The object of synchronization Semaphore implements a classical traffic light. A traffic light controls access to a resource shared by a counter. If the counter is greater than zero, access is granted; If it is zero, access is denied. The counter counts the permissions that allow access to the shared resource. Then, to access the resource, a thread must receive permission from the traffic light. In general, to use a traffic light, the thread that wants to access the shared resource tries to acquire a permit. If the traffic light count is greater than zero, the thread acquires a permit, and the traffic light count is decremented. Otherwise the thread is locked until it can get a permission. When the thread no longer needs to access the shared resource, it releases the permission, so the traffic light count is increased. If there is another thread waiting for a permit, it acquires a permit at that time.

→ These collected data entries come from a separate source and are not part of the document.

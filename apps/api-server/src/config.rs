//! Application configuration loaded from environment variables.

use std::env;
use std::str::FromStr;
use std::time::Duration;

use pulse_core::error::ConfigError;
use pulse_core::services::SchedulerSettings;
use pulse_infra::{DatabaseConfig, JwtConfig, RateLimitConfig};

/// Application configuration.
#[derive(Debug, Clone)]
pub struct AppConfig {
    pub host: String,
    pub port: u16,
    /// `None` runs on in-memory stores.
    pub database: Option<DatabaseConfig>,
    pub jwt: JwtConfig,
    pub allow_admin_registration: bool,
    pub rate_limit: RateLimitConfig,
    pub scheduler: SchedulerConfig,
    pub publisher_delay: Duration,
}

/// Background publishing settings.
#[derive(Debug, Clone)]
pub struct SchedulerConfig {
    pub enabled: bool,
    pub settings: SchedulerSettings,
}

impl AppConfig {
    /// Load configuration from environment variables.
    pub fn from_env() -> Result<Self, ConfigError> {
        Self::from_lookup(|key| env::var(key).ok())
    }

    /// Load configuration from any key/value source.
    pub fn from_lookup(get: impl Fn(&str) -> Option<String>) -> Result<Self, ConfigError> {
        let database = match get("DATABASE_URL").filter(|url| !url.is_empty()) {
            Some(url) => Some(DatabaseConfig {
                url,
                max_connections: parse_or(&get, "DB_MAX_CONNECTIONS", 100)?,
                min_connections: parse_or(&get, "DB_MIN_CONNECTIONS", 10)?,
            }),
            None => None,
        };

        let defaults = JwtConfig::default();
        let jwt = JwtConfig {
            secret: get("JWT_SECRET").unwrap_or(defaults.secret),
            expiration_hours: parse_or(&get, "JWT_EXPIRATION_HOURS", defaults.expiration_hours)?,
            issuer: get("JWT_ISSUER").unwrap_or(defaults.issuer),
        };

        let rate_limit = RateLimitConfig {
            max_requests: parse_or(&get, "RATE_LIMIT_MAX_REQUESTS", 20)?,
            window: Duration::from_secs(parse_or(&get, "RATE_LIMIT_WINDOW_SECS", 60)?),
        };

        Ok(Self {
            host: get("HOST").unwrap_or_else(|| "127.0.0.1".to_string()),
            port: parse_or(&get, "PORT", 8080)?,
            database,
            jwt,
            allow_admin_registration: flag(&get, "ALLOW_ADMIN_REGISTRATION", false)?,
            rate_limit,
            scheduler: SchedulerConfig::from_lookup(&get)?,
            publisher_delay: Duration::from_millis(parse_or(&get, "PUBLISHER_DELAY_MS", 200)?),
        })
    }
}

impl SchedulerConfig {
    fn from_lookup(get: &impl Fn(&str) -> Option<String>) -> Result<Self, ConfigError> {
        let interval = parse_or(get, "SCHEDULER_INTERVAL_SECS", 30u64)?;
        let max_concurrency: usize = parse_or(get, "SCHEDULER_MAX_CONCURRENCY", 4)?;
        if max_concurrency == 0 {
            return Err(ConfigError::InvalidValue {
                key: "SCHEDULER_MAX_CONCURRENCY",
                value: "0".to_string(),
            });
        }
        let max_attempts: u32 = parse_or(get, "SCHEDULER_MAX_ATTEMPTS", 0)?;

        let settings = SchedulerSettings::new(Duration::from_secs(interval))?
            .with_max_concurrency(max_concurrency)
            .with_max_attempts(Some(max_attempts));

        Ok(Self {
            enabled: flag(get, "SCHEDULER_ENABLED", true)?,
            settings,
        })
    }
}

fn parse_or<T: FromStr>(
    get: &impl Fn(&str) -> Option<String>,
    key: &'static str,
    default: T,
) -> Result<T, ConfigError> {
    match get(key) {
        Some(raw) => raw
            .trim()
            .parse()
            .map_err(|_| ConfigError::InvalidValue { key, value: raw }),
        None => Ok(default),
    }
}

fn flag(
    get: &impl Fn(&str) -> Option<String>,
    key: &'static str,
    default: bool,
) -> Result<bool, ConfigError> {
    match get(key).map(|v| v.trim().to_ascii_lowercase()) {
        None => Ok(default),
        Some(v) if v == "true" || v == "1" => Ok(true),
        Some(v) if v == "false" || v == "0" => Ok(false),
        Some(value) => Err(ConfigError::InvalidValue { key, value }),
    }
}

The Semaphore class of Java implements this mechanism.
Semaphore has two builders:
Semaphore(int num)
Semaphore(int num, boolean come)
num specifies the initial count of the permit. Then num specifies the number of threads that can access a shared resource at a given time. If num is one, it can access the resource one thread at a time. By setting come as true, you can guarantee that the threads you are waiting for are granted permission in the order they requested.
You compare the incomparable, technically there is no difference between a Semaphore and mutex it doesn't make sense.
Mutex is just a significant name like any name in your application logic, it means that you initialize a semaphore at "1", it's used generally to protect a resource or a protected variable to ensure the mutual exclusion.
Mutex is binary semaphore. It must be initialized with 1, so that the First Come First Serve principle is met. This brings us to the other special property of each mutex: the one who did down, must be the one who does up. Ergo we have obtained mutual exclusion over some resource.
Now you could see that a mutex is a special case of general semaphore.